DIRECTIONS -
For each line below that includes the string "handlers", show the whole line.

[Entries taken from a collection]
▼

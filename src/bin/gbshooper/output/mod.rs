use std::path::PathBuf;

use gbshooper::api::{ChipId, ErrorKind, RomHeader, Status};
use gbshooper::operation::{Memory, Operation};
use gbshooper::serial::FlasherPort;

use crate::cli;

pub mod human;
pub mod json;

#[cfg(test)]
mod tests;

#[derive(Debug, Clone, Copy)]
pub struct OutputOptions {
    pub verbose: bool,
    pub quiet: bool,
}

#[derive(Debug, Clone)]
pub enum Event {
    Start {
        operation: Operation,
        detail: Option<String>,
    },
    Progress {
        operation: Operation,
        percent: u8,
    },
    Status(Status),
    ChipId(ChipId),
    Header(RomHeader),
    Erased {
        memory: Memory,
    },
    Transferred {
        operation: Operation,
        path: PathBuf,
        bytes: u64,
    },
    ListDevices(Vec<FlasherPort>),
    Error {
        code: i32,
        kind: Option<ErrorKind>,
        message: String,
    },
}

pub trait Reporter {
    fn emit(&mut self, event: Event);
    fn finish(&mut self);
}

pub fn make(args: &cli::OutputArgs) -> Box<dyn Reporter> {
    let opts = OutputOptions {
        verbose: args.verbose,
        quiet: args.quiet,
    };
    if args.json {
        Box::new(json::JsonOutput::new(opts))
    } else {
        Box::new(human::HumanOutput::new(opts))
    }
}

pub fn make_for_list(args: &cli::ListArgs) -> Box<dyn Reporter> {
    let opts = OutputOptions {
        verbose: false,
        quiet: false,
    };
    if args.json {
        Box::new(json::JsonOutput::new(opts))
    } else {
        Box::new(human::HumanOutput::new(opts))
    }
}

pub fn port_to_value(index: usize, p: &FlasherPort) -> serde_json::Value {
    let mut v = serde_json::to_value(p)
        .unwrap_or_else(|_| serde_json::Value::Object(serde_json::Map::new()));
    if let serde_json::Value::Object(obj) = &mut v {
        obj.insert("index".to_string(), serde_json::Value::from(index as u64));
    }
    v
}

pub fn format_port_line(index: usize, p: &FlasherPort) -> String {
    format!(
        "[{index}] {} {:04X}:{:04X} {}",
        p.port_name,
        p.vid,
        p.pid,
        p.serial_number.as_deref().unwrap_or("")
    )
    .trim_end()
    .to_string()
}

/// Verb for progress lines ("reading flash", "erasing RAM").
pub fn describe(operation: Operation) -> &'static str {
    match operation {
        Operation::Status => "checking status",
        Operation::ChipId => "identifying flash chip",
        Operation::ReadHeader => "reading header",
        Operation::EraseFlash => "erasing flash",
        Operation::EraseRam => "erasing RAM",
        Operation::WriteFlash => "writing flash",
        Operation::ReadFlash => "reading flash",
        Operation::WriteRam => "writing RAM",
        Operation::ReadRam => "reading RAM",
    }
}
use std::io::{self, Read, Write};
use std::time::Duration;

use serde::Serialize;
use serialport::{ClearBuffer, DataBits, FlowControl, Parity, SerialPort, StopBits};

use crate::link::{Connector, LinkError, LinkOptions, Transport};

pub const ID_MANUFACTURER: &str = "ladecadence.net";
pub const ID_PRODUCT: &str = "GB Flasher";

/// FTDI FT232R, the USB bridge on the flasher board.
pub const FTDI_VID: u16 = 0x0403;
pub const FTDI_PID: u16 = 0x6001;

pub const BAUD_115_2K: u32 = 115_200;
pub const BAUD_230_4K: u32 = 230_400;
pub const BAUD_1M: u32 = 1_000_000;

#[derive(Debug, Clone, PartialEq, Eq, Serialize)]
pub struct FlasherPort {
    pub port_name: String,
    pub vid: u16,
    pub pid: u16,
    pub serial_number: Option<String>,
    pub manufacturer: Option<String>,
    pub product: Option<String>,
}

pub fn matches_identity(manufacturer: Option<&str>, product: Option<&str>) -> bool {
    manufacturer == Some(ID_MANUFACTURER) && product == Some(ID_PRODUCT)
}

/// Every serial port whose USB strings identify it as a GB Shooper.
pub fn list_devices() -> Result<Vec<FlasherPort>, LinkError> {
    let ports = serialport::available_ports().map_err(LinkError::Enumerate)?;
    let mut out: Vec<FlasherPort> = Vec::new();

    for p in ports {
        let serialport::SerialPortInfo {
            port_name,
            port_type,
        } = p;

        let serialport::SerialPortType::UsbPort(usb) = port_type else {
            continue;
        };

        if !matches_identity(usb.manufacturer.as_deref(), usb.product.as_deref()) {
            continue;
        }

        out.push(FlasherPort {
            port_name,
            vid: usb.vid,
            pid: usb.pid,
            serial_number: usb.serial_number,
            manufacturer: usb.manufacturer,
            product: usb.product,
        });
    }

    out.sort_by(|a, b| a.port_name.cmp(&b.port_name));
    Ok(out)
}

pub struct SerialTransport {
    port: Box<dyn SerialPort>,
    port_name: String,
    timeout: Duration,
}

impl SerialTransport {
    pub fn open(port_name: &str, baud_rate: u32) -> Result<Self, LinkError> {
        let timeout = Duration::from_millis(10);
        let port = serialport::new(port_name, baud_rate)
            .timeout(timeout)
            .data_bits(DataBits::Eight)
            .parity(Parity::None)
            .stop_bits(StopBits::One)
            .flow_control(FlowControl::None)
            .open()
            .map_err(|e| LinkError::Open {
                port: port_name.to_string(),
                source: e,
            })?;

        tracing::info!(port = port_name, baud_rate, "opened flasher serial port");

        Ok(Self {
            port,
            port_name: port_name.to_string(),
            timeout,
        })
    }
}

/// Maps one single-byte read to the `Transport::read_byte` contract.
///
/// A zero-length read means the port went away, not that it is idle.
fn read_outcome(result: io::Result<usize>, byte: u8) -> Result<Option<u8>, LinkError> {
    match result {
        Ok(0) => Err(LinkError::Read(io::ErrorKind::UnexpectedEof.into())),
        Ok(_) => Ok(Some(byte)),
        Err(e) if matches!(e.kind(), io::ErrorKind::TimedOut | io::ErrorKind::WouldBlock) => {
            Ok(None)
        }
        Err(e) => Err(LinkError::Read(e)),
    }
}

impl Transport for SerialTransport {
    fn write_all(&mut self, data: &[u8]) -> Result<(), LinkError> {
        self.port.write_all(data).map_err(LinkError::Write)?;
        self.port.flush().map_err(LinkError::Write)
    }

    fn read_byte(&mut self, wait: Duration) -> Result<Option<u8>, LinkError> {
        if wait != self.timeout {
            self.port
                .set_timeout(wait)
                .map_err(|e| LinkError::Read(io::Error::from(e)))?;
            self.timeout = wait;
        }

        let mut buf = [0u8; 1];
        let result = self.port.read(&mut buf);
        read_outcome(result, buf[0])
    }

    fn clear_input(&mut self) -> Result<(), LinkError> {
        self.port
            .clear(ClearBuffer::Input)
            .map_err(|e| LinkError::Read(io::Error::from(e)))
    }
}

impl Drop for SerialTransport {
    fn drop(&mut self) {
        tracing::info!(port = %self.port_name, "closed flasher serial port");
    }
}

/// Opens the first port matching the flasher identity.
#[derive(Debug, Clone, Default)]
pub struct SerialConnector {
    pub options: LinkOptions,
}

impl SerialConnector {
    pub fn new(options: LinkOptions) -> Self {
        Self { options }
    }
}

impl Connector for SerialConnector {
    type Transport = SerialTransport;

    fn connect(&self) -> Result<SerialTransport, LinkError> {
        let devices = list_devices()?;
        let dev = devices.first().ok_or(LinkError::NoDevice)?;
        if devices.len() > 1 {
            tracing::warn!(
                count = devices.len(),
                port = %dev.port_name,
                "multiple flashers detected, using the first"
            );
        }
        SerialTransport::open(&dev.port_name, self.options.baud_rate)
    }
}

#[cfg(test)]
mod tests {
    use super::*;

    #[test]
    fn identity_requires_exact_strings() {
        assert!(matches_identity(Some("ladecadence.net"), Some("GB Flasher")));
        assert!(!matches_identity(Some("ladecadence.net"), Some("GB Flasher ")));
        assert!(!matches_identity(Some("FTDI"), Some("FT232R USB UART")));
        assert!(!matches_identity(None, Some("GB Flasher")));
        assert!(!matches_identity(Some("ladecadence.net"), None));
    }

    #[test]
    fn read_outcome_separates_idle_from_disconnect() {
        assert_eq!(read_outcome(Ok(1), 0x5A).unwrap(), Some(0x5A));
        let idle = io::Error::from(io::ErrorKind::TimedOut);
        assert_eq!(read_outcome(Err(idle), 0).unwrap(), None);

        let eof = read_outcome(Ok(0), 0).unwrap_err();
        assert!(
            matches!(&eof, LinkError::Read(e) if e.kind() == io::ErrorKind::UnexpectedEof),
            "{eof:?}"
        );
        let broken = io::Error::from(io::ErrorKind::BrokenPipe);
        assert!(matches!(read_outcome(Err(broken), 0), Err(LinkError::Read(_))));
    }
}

▲
▼

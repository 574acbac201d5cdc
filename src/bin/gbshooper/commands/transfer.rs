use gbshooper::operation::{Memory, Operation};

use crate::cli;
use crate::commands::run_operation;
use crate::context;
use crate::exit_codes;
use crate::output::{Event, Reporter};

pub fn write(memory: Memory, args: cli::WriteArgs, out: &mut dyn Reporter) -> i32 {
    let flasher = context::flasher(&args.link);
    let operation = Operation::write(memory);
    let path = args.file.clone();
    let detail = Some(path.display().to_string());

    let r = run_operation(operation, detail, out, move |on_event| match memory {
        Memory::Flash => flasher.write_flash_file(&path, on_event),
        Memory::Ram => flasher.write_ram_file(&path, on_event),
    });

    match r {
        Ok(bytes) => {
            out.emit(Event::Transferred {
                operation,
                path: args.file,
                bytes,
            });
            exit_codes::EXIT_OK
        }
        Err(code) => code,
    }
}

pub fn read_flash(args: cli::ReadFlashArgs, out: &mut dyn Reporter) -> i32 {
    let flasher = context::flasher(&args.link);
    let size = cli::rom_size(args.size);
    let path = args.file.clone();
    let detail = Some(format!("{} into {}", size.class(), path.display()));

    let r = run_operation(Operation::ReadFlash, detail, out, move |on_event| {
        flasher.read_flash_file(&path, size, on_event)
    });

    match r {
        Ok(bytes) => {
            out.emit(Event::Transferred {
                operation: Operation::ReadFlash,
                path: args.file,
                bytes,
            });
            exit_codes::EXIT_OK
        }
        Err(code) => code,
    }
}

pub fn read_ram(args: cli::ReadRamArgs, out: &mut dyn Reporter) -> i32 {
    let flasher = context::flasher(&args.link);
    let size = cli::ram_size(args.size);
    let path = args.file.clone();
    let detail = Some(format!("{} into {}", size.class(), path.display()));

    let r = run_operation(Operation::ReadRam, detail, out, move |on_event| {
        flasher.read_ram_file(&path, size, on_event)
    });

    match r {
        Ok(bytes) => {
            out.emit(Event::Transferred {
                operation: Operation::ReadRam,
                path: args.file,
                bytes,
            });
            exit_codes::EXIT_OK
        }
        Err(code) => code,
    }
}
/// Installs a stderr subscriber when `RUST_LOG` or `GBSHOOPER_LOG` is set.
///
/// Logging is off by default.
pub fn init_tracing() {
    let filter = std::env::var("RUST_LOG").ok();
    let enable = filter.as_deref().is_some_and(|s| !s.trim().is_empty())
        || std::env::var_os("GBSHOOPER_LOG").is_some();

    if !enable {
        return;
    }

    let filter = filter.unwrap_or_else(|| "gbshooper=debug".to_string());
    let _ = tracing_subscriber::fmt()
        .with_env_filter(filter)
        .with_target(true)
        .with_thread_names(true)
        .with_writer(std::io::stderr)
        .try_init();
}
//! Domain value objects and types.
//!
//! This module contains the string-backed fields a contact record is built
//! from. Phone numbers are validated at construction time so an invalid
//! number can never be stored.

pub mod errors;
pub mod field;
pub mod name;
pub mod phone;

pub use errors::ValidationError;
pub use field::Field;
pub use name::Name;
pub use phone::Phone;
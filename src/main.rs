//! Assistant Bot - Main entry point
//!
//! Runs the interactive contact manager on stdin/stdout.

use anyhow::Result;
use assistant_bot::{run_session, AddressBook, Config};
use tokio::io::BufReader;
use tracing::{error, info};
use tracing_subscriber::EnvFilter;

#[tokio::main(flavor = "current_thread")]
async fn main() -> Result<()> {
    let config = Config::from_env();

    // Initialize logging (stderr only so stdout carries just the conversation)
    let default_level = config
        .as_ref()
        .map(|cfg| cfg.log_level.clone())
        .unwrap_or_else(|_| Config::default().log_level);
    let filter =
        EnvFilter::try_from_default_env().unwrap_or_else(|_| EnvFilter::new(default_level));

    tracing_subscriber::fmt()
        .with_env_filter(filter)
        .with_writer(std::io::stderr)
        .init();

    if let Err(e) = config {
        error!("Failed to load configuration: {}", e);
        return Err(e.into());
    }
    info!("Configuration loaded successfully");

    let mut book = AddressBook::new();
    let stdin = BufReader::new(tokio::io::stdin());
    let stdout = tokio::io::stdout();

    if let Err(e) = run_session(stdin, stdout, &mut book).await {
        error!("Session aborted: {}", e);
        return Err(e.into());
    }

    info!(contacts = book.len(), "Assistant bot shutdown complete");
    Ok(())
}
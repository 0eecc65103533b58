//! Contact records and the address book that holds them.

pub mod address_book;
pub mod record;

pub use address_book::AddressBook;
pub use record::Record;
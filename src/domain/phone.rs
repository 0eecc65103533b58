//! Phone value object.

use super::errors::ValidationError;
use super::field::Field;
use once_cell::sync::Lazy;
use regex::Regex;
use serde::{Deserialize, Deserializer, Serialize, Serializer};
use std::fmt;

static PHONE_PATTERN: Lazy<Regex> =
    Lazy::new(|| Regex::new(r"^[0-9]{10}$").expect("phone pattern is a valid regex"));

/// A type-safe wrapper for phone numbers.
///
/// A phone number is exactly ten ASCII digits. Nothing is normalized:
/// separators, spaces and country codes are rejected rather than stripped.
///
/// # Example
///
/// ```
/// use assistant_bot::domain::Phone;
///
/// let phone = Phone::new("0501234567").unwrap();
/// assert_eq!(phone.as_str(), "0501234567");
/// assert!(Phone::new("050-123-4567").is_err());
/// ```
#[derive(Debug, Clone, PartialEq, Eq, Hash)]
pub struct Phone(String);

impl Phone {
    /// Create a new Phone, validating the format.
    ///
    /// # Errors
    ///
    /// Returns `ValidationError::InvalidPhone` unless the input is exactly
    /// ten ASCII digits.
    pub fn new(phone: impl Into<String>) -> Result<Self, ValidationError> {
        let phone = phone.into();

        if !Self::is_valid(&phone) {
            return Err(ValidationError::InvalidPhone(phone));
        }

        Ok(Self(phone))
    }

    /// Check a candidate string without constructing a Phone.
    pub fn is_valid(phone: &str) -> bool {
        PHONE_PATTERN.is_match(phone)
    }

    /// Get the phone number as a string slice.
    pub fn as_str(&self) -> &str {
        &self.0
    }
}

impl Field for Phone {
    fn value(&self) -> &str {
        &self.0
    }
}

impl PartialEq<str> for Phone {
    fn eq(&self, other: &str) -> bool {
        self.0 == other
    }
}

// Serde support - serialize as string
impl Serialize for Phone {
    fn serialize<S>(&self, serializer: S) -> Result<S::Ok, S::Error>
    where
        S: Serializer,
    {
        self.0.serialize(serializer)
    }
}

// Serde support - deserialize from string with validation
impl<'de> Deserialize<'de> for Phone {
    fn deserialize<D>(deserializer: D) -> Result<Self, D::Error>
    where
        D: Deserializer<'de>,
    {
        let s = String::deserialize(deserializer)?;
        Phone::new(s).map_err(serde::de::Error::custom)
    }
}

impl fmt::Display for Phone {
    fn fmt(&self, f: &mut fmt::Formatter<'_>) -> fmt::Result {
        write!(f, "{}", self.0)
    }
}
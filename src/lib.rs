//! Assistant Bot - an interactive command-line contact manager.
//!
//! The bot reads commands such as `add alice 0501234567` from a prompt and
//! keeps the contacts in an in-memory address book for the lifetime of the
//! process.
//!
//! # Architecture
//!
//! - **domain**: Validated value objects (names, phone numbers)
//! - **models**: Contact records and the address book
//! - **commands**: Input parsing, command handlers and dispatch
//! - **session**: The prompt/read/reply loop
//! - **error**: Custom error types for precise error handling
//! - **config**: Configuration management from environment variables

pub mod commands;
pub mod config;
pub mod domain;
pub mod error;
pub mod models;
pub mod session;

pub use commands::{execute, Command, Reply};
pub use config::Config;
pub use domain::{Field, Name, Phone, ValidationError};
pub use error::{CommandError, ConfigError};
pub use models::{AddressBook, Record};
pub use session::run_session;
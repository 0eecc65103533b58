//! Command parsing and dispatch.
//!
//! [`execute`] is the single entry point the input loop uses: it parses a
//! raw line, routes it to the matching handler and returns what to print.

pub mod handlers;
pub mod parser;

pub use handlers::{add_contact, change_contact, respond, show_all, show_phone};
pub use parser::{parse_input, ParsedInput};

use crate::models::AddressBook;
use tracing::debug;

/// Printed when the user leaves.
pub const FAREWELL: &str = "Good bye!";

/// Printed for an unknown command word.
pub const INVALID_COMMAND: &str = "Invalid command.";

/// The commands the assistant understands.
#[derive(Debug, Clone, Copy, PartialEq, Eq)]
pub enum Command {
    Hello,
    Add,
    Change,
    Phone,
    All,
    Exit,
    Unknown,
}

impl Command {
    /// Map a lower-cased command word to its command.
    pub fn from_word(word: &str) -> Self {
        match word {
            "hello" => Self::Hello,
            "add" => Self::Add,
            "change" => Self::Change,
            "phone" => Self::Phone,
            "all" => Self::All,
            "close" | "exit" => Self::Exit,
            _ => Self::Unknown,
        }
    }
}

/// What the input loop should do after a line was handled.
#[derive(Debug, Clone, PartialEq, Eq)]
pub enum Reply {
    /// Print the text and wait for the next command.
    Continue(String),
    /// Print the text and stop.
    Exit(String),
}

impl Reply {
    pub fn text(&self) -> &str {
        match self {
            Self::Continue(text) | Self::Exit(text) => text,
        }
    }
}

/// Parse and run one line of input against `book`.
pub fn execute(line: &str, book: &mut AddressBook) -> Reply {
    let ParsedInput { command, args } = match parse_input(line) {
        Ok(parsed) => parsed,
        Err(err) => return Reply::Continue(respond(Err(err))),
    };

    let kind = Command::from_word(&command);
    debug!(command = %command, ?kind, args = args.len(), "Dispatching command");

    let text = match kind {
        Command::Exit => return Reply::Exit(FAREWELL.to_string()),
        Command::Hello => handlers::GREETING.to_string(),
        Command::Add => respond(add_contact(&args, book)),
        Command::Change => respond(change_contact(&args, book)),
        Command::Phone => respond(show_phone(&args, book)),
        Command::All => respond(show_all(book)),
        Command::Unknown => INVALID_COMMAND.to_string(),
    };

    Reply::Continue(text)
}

▲

SOLUTION FOR THIS EXERCISE -
//! - **commands**: Input parsing, command handlers and dispatch
pub mod handlers;
pub use handlers::{add_contact, change_contact, respond, show_all, show_phone};
        Command::Hello => handlers::GREETING.to_string(),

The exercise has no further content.